== Task data ==

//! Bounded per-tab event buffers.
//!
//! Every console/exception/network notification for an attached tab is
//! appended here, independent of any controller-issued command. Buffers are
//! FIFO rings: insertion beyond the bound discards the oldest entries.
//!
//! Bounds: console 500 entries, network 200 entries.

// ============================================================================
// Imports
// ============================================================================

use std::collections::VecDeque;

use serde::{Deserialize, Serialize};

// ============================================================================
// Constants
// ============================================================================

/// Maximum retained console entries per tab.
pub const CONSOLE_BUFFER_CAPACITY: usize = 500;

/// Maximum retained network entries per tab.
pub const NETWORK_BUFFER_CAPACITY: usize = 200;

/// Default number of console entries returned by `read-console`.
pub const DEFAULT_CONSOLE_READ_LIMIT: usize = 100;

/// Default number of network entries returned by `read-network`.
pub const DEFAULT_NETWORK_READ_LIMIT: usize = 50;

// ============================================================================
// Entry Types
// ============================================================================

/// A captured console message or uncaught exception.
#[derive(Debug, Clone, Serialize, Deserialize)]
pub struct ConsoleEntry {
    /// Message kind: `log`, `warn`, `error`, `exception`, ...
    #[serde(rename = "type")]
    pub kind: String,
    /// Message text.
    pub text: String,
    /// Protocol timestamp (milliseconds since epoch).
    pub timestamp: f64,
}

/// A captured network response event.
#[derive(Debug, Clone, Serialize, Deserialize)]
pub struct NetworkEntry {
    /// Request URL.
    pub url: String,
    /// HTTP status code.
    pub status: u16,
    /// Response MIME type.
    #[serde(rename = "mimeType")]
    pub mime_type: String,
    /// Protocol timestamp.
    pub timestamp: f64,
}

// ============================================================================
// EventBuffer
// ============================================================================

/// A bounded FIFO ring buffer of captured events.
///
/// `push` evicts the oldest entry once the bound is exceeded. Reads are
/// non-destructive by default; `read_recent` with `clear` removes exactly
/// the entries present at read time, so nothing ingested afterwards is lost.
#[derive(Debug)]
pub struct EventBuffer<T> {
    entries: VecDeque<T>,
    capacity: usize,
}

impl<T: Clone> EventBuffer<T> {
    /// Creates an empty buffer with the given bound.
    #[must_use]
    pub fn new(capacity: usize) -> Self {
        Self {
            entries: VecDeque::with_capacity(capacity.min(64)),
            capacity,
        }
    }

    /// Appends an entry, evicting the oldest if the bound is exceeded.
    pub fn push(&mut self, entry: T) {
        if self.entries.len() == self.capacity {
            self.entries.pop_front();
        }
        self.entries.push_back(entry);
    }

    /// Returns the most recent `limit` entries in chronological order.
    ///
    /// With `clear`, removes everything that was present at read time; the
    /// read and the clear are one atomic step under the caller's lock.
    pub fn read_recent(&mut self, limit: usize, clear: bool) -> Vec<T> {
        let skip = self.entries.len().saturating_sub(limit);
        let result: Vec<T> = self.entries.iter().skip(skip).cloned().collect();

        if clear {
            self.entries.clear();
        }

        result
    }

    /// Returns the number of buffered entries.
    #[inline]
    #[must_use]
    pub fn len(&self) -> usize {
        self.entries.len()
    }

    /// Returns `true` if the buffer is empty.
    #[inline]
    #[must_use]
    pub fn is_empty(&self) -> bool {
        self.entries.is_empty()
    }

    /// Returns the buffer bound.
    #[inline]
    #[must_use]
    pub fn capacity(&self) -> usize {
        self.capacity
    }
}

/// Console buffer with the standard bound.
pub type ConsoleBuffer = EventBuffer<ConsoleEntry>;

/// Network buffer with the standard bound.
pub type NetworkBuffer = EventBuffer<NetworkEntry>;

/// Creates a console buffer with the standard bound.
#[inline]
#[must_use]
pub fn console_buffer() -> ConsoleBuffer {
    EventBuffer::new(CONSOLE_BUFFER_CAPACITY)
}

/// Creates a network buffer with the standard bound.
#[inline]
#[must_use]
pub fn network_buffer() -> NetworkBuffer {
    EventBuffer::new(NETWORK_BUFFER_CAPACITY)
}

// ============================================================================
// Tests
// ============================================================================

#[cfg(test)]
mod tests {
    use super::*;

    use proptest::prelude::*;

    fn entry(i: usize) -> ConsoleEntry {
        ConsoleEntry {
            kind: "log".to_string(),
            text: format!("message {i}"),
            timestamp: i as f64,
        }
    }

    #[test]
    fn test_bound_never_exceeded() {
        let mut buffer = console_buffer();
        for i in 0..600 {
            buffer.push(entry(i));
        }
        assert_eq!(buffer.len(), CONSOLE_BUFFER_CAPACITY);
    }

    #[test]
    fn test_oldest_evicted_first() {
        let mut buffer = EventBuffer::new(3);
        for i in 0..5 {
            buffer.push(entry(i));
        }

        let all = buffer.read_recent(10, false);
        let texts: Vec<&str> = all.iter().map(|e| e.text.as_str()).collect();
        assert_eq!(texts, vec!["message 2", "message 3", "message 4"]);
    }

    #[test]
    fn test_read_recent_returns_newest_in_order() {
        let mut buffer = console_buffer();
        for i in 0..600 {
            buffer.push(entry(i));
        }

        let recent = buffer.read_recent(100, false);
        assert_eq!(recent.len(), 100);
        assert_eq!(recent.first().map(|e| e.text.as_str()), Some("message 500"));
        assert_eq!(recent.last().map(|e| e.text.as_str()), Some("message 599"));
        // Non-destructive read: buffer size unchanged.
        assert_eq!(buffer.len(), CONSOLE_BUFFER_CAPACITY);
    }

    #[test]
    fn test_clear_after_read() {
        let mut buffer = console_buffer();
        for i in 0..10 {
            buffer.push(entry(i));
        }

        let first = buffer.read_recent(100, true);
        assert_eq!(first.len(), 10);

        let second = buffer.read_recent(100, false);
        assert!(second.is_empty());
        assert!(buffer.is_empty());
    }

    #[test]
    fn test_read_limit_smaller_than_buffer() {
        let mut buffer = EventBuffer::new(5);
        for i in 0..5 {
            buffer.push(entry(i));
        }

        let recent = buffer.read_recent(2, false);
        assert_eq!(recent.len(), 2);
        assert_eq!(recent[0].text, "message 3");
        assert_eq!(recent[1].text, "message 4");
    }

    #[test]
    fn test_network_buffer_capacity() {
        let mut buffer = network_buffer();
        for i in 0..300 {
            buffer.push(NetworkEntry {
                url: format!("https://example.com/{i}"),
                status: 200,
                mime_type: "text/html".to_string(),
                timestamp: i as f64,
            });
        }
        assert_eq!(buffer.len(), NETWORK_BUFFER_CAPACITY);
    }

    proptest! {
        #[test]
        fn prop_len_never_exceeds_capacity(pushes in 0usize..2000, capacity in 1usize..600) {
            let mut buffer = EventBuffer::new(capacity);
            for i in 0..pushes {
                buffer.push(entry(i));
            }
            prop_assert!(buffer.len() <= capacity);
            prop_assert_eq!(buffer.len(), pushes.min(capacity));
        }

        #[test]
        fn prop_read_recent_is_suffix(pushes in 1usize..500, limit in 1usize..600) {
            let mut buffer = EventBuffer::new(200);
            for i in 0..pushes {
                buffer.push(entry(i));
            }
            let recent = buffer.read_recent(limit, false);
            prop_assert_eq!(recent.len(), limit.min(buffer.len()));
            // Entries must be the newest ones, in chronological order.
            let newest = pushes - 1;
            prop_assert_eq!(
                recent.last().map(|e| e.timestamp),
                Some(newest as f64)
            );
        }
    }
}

===

Using the entries above, copy out all lines that contain the string "retained".

/// Maximum retained console entries per tab.
/// Maximum retained network entries per tab.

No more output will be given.